(Extracted records)
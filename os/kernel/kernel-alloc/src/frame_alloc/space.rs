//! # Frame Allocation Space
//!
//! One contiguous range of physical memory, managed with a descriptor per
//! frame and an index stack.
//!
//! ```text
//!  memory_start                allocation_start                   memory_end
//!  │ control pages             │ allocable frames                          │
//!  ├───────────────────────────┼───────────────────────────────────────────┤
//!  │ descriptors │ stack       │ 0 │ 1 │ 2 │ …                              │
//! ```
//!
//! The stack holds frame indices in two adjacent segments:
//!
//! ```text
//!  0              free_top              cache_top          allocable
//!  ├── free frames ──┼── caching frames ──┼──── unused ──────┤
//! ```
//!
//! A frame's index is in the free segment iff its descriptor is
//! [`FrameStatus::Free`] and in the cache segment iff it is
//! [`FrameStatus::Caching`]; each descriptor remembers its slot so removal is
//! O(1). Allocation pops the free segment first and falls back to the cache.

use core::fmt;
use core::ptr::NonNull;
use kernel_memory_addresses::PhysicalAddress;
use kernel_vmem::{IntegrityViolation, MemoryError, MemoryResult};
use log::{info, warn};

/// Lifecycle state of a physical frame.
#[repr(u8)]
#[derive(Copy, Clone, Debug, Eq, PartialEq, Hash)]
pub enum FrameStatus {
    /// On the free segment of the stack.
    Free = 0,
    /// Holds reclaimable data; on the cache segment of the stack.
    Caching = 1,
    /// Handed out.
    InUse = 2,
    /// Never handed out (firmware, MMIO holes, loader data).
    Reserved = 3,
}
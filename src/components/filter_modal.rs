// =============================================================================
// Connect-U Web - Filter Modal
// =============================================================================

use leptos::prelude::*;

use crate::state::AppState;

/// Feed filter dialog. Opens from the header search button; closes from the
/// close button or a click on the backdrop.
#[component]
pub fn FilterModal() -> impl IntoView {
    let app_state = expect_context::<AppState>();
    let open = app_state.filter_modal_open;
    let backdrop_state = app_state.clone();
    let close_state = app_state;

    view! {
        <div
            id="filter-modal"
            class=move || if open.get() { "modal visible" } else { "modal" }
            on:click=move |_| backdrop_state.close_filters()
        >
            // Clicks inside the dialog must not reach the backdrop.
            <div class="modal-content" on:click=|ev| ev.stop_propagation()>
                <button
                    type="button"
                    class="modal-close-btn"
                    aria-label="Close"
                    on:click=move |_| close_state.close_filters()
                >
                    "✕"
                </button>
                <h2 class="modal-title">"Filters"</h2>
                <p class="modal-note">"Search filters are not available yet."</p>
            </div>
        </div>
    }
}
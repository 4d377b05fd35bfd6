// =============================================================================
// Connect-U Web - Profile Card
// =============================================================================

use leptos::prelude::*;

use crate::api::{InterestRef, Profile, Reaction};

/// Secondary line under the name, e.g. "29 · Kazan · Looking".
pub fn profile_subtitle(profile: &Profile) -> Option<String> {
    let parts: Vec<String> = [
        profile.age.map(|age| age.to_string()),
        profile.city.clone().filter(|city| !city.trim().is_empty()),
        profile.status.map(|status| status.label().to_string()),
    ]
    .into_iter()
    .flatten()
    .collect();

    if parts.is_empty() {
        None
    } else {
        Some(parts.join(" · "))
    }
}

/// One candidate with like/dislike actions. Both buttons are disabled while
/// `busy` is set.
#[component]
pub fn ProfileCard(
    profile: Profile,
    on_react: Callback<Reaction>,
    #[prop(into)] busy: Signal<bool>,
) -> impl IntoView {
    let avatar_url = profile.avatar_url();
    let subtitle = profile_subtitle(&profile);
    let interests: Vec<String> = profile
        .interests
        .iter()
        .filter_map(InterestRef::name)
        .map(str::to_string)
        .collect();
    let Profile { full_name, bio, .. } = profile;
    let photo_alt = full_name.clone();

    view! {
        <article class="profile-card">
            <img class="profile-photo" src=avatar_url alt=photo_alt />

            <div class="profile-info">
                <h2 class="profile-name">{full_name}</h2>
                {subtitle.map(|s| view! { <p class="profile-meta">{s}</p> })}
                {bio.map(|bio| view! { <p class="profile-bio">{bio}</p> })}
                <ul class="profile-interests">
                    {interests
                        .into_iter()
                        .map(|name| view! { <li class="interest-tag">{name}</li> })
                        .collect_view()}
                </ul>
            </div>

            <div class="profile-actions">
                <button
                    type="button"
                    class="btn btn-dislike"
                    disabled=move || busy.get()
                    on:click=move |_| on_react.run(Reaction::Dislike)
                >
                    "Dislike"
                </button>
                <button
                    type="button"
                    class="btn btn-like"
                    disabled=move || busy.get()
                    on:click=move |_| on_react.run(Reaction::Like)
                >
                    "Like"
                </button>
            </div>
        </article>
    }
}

==

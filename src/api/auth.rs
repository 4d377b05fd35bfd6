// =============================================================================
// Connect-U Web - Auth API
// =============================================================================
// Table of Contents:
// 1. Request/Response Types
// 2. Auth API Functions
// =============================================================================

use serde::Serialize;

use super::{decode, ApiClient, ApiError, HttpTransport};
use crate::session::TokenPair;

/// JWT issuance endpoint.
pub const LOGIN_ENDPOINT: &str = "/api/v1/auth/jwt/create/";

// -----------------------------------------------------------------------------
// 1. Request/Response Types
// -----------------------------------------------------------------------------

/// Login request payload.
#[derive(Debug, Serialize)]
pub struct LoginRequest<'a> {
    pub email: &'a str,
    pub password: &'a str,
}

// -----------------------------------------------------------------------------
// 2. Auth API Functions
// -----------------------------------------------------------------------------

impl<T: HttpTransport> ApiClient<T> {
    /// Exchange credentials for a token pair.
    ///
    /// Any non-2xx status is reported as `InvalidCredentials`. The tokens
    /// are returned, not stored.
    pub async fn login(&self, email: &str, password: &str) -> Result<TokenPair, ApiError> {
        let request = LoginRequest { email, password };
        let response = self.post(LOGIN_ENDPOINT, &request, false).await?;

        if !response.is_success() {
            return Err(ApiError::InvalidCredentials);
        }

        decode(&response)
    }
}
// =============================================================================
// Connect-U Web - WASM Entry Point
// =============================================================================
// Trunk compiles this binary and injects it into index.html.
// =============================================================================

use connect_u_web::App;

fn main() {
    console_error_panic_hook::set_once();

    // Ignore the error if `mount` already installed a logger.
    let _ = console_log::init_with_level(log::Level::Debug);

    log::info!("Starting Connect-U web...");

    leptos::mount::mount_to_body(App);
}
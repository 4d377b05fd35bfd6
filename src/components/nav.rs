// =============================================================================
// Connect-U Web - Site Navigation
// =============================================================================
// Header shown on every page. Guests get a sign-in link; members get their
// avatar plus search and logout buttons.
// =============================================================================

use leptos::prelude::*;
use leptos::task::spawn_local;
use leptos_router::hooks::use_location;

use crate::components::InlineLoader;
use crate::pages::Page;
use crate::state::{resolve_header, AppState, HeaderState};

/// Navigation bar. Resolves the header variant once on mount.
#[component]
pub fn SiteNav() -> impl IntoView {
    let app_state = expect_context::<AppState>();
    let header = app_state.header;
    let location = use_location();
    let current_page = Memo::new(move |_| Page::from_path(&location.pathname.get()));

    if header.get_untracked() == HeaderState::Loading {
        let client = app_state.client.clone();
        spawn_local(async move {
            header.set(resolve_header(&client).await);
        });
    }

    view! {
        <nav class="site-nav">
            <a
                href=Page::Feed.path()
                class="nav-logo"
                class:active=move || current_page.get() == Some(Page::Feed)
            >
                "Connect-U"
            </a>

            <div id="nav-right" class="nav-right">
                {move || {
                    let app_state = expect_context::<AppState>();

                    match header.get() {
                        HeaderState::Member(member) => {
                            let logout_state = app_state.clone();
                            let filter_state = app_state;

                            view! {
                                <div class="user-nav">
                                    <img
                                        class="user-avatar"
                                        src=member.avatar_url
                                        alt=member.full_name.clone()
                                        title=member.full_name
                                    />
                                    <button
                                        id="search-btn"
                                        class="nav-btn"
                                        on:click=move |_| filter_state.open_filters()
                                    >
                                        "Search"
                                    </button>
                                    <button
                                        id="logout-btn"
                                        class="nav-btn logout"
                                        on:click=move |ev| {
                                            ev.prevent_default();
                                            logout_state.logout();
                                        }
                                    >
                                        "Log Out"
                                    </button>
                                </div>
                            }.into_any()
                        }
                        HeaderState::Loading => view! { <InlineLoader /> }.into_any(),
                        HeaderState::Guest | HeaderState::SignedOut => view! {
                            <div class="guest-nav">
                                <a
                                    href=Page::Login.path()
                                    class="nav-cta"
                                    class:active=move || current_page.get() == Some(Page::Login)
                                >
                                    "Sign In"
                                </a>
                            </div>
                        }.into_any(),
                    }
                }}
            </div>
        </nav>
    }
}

(What you are asked to do)
Copy each line of the listing above that contains the word "mount".

(Answer)
    // Ignore the error if `mount` already installed a logger.
    leptos::mount::mount_to_body(App);
/// Navigation bar. Resolves the header variant once on mount.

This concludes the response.